Collected data:
------------------------------
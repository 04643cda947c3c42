// SPDX-License-Identifier: BUSL-1.1
// Copyright (c) 2026 Alfred Jean LLC

//! Append-only datafile
//!
//! Mutations are appended as one record per line. Loading reads the whole
//! file and returns records in file order for replay. Compaction rewrites
//! the file through [`StorageAdapter::crash_safe_write`] with one record per
//! live document, dropping superseded history.

use crate::record::{IndexSpec, Record};
use holt_adapters::{parent_dir, Integrity, StorageAdapter, StorageError};
use holt_core::Document;
use serde::{Deserialize, Serialize};
use std::path::{Path, PathBuf};
use std::sync::atomic::{AtomicBool, AtomicU64, Ordering};
use thiserror::Error;

/// Errors from datafile operations
#[derive(Debug, Error)]
pub enum PersistenceError {
    #[error("storage error: {0}")]
    Storage(#[from] StorageError),
    #[error("corrupt datafile {} at line {line}: {reason}", .path.display())]
    Corrupt {
        path: PathBuf,
        line: usize,
        reason: String,
    },
    #[error("encode error: {0}")]
    Encode(#[from] serde_json::Error),
}

/// How malformed lines are handled on load
#[derive(Debug, Clone, Copy, PartialEq, Eq, Default, Serialize, Deserialize)]
#[serde(rename_all = "lowercase")]
pub enum CorruptionPolicy {
    /// Drop a malformed last line (a crash mid-append); fail on any other
    #[default]
    Lenient,
    /// Fail on any malformed line
    Strict,
}

/// Datafile options
#[derive(Debug, Clone, Copy, PartialEq, Eq)]
pub struct LogOptions {
    pub corruption: CorruptionPolicy,
    /// Flush the datafile after every append
    pub sync_appends: bool,
}

impl Default for LogOptions {
    fn default() -> Self {
        Self {
            corruption: CorruptionPolicy::Lenient,
            sync_appends: true,
        }
    }
}

/// What a load found in the datafile
#[derive(Debug, Clone, Default, PartialEq, Eq)]
pub struct LoadReport {
    /// Records parsed
    pub records: usize,
    /// Malformed trailing lines dropped under the lenient policy
    pub dropped_lines: usize,
    pub bytes: u64,
    /// The file did not end with a newline
    pub unterminated: bool,
}

/// Records read from the datafile, in file order
#[derive(Debug, Clone, Default)]
pub struct Loaded {
    pub records: Vec<Record>,
    pub report: LoadReport,
}

/// Result of a compaction
#[derive(Debug, Clone, PartialEq, Eq)]
pub struct CompactionResult {
    /// Lines in the datafile before compaction that were not rewritten
    pub records_removed: u64,
    /// Records in the rewritten datafile
    pub records_written: u64,
    pub bytes_written: u64,
    pub bytes_reclaimed: u64,
}

/// Snapshot of live state, encoded and ready to be written
#[derive(Debug, Clone, Default)]
pub struct Snapshot {
    buf: Vec<u8>,
    records: u64,
}

impl Snapshot {
    /// Encode index definitions followed by every live document
    pub fn encode<'a>(
        indexes: impl IntoIterator<Item = &'a IndexSpec>,
        docs: impl IntoIterator<Item = &'a Document>,
    ) -> Result<Self, serde_json::Error> {
        let mut snapshot = Self::default();
        for spec in indexes {
            snapshot.push(&Record::IndexCreated(spec.clone()))?;
        }
        for doc in docs {
            serde_json::to_writer(&mut snapshot.buf, doc)?;
            snapshot.buf.push(b'\n');
            snapshot.records += 1;
        }
        Ok(snapshot)
    }

    fn push(&mut self, record: &Record) -> Result<(), serde_json::Error> {
        self.buf.extend_from_slice(record.to_line()?.as_bytes());
        self.buf.push(b'\n');
        self.records += 1;
        Ok(())
    }

    pub fn records(&self) -> u64 {
        self.records
    }

    pub fn as_bytes(&self) -> &[u8] {
        &self.buf
    }
}

/// Append-only log of records backed by a [`StorageAdapter`]
pub struct Persistence<S> {
    storage: S,
    path: PathBuf,
    options: LogOptions,
    /// Lines currently in the datafile
    lines: AtomicU64,
    bytes: AtomicU64,
    /// Records appended since the last load or compaction
    appended: AtomicU64,
    /// The file tail may hold a partial line, so the next write must be a
    /// full rewrite rather than an append
    needs_rewrite: AtomicBool,
}

impl<S: StorageAdapter> Persistence<S> {
    pub fn new(storage: S, path: impl Into<PathBuf>, options: LogOptions) -> Self {
        Self {
            storage,
            path: path.into(),
            options,
            lines: AtomicU64::new(0),
            bytes: AtomicU64::new(0),
            appended: AtomicU64::new(0),
            needs_rewrite: AtomicBool::new(false),
        }
    }

    pub fn path(&self) -> &Path {
        &self.path
    }

    pub fn storage(&self) -> &S {
        &self.storage
    }

    pub fn options(&self) -> LogOptions {
        self.options
    }

    /// Records appended since the last load or compaction
    pub fn appended_since_compaction(&self) -> u64 {
        self.appended.load(Ordering::SeqCst)
    }

    /// Whether the next write must rewrite the whole file
    pub fn needs_rewrite(&self) -> bool {
        self.needs_rewrite.load(Ordering::SeqCst)
    }

    /// Force the next write to be a full rewrite
    pub fn mark_needs_rewrite(&self) {
        self.needs_rewrite.store(true, Ordering::SeqCst);
    }

    /// Create the containing directory and recover from an interrupted rewrite
    pub async fn prepare(&self) -> Result<Integrity, PersistenceError> {
        self.storage.mkdirp(&parent_dir(&self.path)).await?;
        let integrity = self.storage.ensure_integrity(&self.path).await?;
        if integrity == Integrity::Promoted {
            tracing::warn!(path = %self.path.display(), "recovered datafile from interrupted rewrite");
        }
        Ok(integrity)
    }

    /// Read and parse the whole datafile
    pub async fn load(&self) -> Result<Loaded, PersistenceError> {
        let data = self.storage.read_file(&self.path).await?;

        let lines: Vec<(usize, &[u8])> = data
            .split(|b| *b == b'\n')
            .enumerate()
            .map(|(i, line)| (i + 1, line.trim_ascii()))
            .filter(|(_, line)| !line.is_empty())
            .collect();

        let mut loaded = Loaded::default();
        loaded.report.bytes = data.len() as u64;
        loaded.report.unterminated = data.last().is_some_and(|b| *b != b'\n');

        let last = lines.len().saturating_sub(1);
        for (i, (line_no, line)) in lines.iter().enumerate() {
            match Record::from_bytes(line) {
                Ok(record) => loaded.records.push(record),
                Err(e) if i == last && self.options.corruption == CorruptionPolicy::Lenient => {
                    tracing::warn!(
                        path = %self.path.display(),
                        line = line_no,
                        error = %e,
                        "dropping malformed trailing line"
                    );
                    loaded.report.dropped_lines += 1;
                }
                Err(e) => {
                    return Err(PersistenceError::Corrupt {
                        path: self.path.clone(),
                        line: *line_no,
                        reason: e.to_string(),
                    });
                }
            }
        }
        loaded.report.records = loaded.records.len();

        self.lines.store(lines.len() as u64, Ordering::SeqCst);
        self.bytes.store(loaded.report.bytes, Ordering::SeqCst);
        self.appended.store(0, Ordering::SeqCst);
        self.needs_rewrite.store(
            loaded.report.dropped_lines > 0 || loaded.report.unterminated,
            Ordering::SeqCst,
        );

        tracing::debug!(
            path = %self.path.display(),
            records = loaded.report.records,
            dropped = loaded.report.dropped_lines,
            bytes = loaded.report.bytes,
            "datafile loaded"
        );
        Ok(loaded)
    }

    /// Append one record
    pub async fn append(&self, record: &Record) -> Result<(), PersistenceError> {
        self.append_all(std::slice::from_ref(record)).await
    }

    /// Append records in order with a single write
    pub async fn append_all(&self, records: &[Record]) -> Result<(), PersistenceError> {
        if records.is_empty() {
            return Ok(());
        }

        let mut buf = String::new();
        for record in records {
            buf.push_str(&record.to_line()?);
            buf.push('\n');
        }

        self.storage.append_file(&self.path, buf.as_bytes()).await?;
        if self.options.sync_appends {
            self.storage.flush(&self.path, false).await?;
        }

        let count = records.len() as u64;
        self.lines.fetch_add(count, Ordering::SeqCst);
        self.bytes.fetch_add(buf.len() as u64, Ordering::SeqCst);
        self.appended.fetch_add(count, Ordering::SeqCst);
        Ok(())
    }

    /// Replace the datafile with a snapshot of live state
    pub async fn compact(&self, snapshot: &Snapshot) -> Result<CompactionResult, PersistenceError> {
        self.storage
            .crash_safe_write(&self.path, snapshot.as_bytes())
            .await?;

        let written = snapshot.records();
        let bytes_written = snapshot.as_bytes().len() as u64;
        let old_lines = self.lines.swap(written, Ordering::SeqCst);
        let old_bytes = self.bytes.swap(bytes_written, Ordering::SeqCst);
        self.appended.store(0, Ordering::SeqCst);
        self.needs_rewrite.store(false, Ordering::SeqCst);

        let result = CompactionResult {
            records_removed: old_lines.saturating_sub(written),
            records_written: written,
            bytes_written,
            bytes_reclaimed: old_bytes.saturating_sub(bytes_written),
        };
        tracing::info!(
            path = %self.path.display(),
            records_written = result.records_written,
            records_removed = result.records_removed,
            bytes_reclaimed = result.bytes_reclaimed,
            "datafile compacted"
        );
        Ok(result)
    }

    /// Delete the datafile
    pub async fn destroy(&self) -> Result<(), PersistenceError> {
        self.storage.ensure_file_absent(&self.path).await?;
        self.storage
            .ensure_file_absent(&holt_adapters::temp_path(&self.path))
            .await?;
        self.lines.store(0, Ordering::SeqCst);
        self.bytes.store(0, Ordering::SeqCst);
        self.appended.store(0, Ordering::SeqCst);
        self.needs_rewrite.store(false, Ordering::SeqCst);
        tracing::info!(path = %self.path.display(), "datafile removed");
        Ok(())
    }
}

#[cfg(test)]
#[path = "persistence_tests.rs"]
mod tests;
------------------------------
Your task: If a line above holds the string "trailing", return it as it stands.

Answer area:
    /// Malformed trailing lines dropped under the lenient policy
                        "dropping malformed trailing line"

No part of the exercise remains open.